An Introduction to Pluripotency
Pluripotent: adjective; capable of giving rise to many different cell types. This is the hallmark characteristic of the induced pluripotent stem cell or iPSC. Since the discovery of reprogramming adult human fibroblasts into an induced state of pluripotency in the early 2000s, the scientific community has been enamored with the possibility of this dynamic cell type.1 A seemingly vast universe of possibilities exists for the iPSC from the corners of basic research to the depths of clinical medicine.
The pluripotent state has been proven time and again using various protocols for generating cell types and organoids covering nearly every system in the human body. Industry and pharma have also come to favor the iPSC for many of its other qualities. While the iPSC may be considered a “finicky” cell type to work within the lab, and costly to grow due to reliance on complex growth media and matrices, it is unique in that it is considered to be a patient (or donor) sourced cell type, but with the added potential for long-term growth in culture. Easily derived from primary skin biopsies or blood, iPSCs maintain the existing genetic and epigenetic makeup of the human from which they came without the ethical dilemmas surrounding the use of embryonic stem cells. Nearly as important as their differentiation potential and proximity to the primary source is the ability of iPSC cultures to be scaled and banked for the purposes of manufacturing gene and cell therapies.
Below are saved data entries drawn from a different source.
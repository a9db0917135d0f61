//! Standard configuration generation.
//!
//! A pure function of (architecture, type): the type template with the
//! architecture overlay merged on top, architecture values winning.

use super::{arch, templates};
use crate::error::ConfigError;
use crate::models::{Architecture, ConfigType, KernelConfig};

/// Name of a generated config: `{type}_{arch}`.
pub fn standard_name(arch: Architecture, config_type: ConfigType) -> String {
    format!("{}_{}", config_type.as_str(), arch.as_str())
}

/// Generate one standard config. `ConfigType::Custom` has no template.
pub fn generate_standard_config(
    arch: Architecture,
    config_type: ConfigType,
) -> Result<KernelConfig, ConfigError> {
    let template = templates::template(config_type).ok_or_else(|| {
        ConfigError::ValidationFailed(format!(
            "No template for config type '{}'",
            config_type
        ))
    })?;

    let mut options = template.clone();
    for (key, value) in arch::profile(arch).overlay {
        options.insert(key.to_string(), *value);
    }

    let config = KernelConfig::new(
        standard_name(arch, config_type),
        arch,
        config_type,
        options,
        format!("{} ({})", templates::describe(config_type), arch),
    )?
    .with_metadata("generated_by", serde_json::Value::from("template"))
    .with_metadata("template", serde_json::Value::from(config_type.as_str()));

    log::debug!(
        "Generated {} with {} enabled options",
        config.name(),
        config.enabled_count()
    );
    Ok(config)
}

/// Minimal, default and maximal configs for `arch`, in that order.
pub fn generate_all_standard_configs(arch: Architecture) -> Result<Vec<KernelConfig>, ConfigError> {
    ConfigType::STANDARD
        .iter()
        .map(|&ty| generate_standard_config(arch, ty))
        .collect()
}

/// Standard configs for every listed architecture. Repeated architectures are ignored.
pub fn generate_for_architectures(
    architectures: &[Architecture],
) -> Result<Vec<KernelConfig>, ConfigError> {
    let mut seen = Vec::new();
    let mut configs = Vec::new();
    for &arch in architectures {
        if seen.contains(&arch) {
            continue;
        }
        seen.push(arch);
        configs.extend(generate_all_standard_configs(arch)?);
    }
    Ok(configs)
}
//! Kernel-side execution: `.config` I/O, builds, emulator boots and log analysis.

pub mod boot;
pub mod bootlog;
pub mod builder;
pub mod emulator;
pub mod kconfig;

pub use boot::{BootTester, BootVerifier};
pub use builder::{ConfigBuilder, KernelBuilder};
In the undifferentiated state, iPSCs have been broadly studied across research fields. They have been pivotal instruments for understanding basic cell biology, advancing drug discovery efforts, and have served as the foundation of clinical therapies. Differentiated but otherwise unmodified iPSCs already began to have a clinical impact within the first decade of their discovery. In 2017, somatic cells harvested from a patient with macular degeneration were converted to iPSCs and differentiated into retinal pigment epithelial cells, which were then used in the same patient in an effort to restore vision as an autologous (self) cell therapy.2 Since then, other clinical uses of autologous stem cell therapies have been investigated for regenerative medicines in the fields of diabetes and cardiology, among others.3,4
Broadening Therapeutic Potential
Today, the use of iPSCs has progressed from regenerative therapies to immunotherapies and other precision medicines. We have already seen the impact of autologous chimeric antigen receptor (CAR) T cells in the clinic where they are used to address hematological malignancies. Autologous therapies avoid concerns over the undesired immune response in patients, because typically, even if the cells are engineered ex vivo they are still recognised as “self” once returned to the patient’s body. However, engineering any cells ex vivo to enable autologous personalised medicine is a time-consuming and expensive process because each dose of the therapy must be engineered on demand for every patient.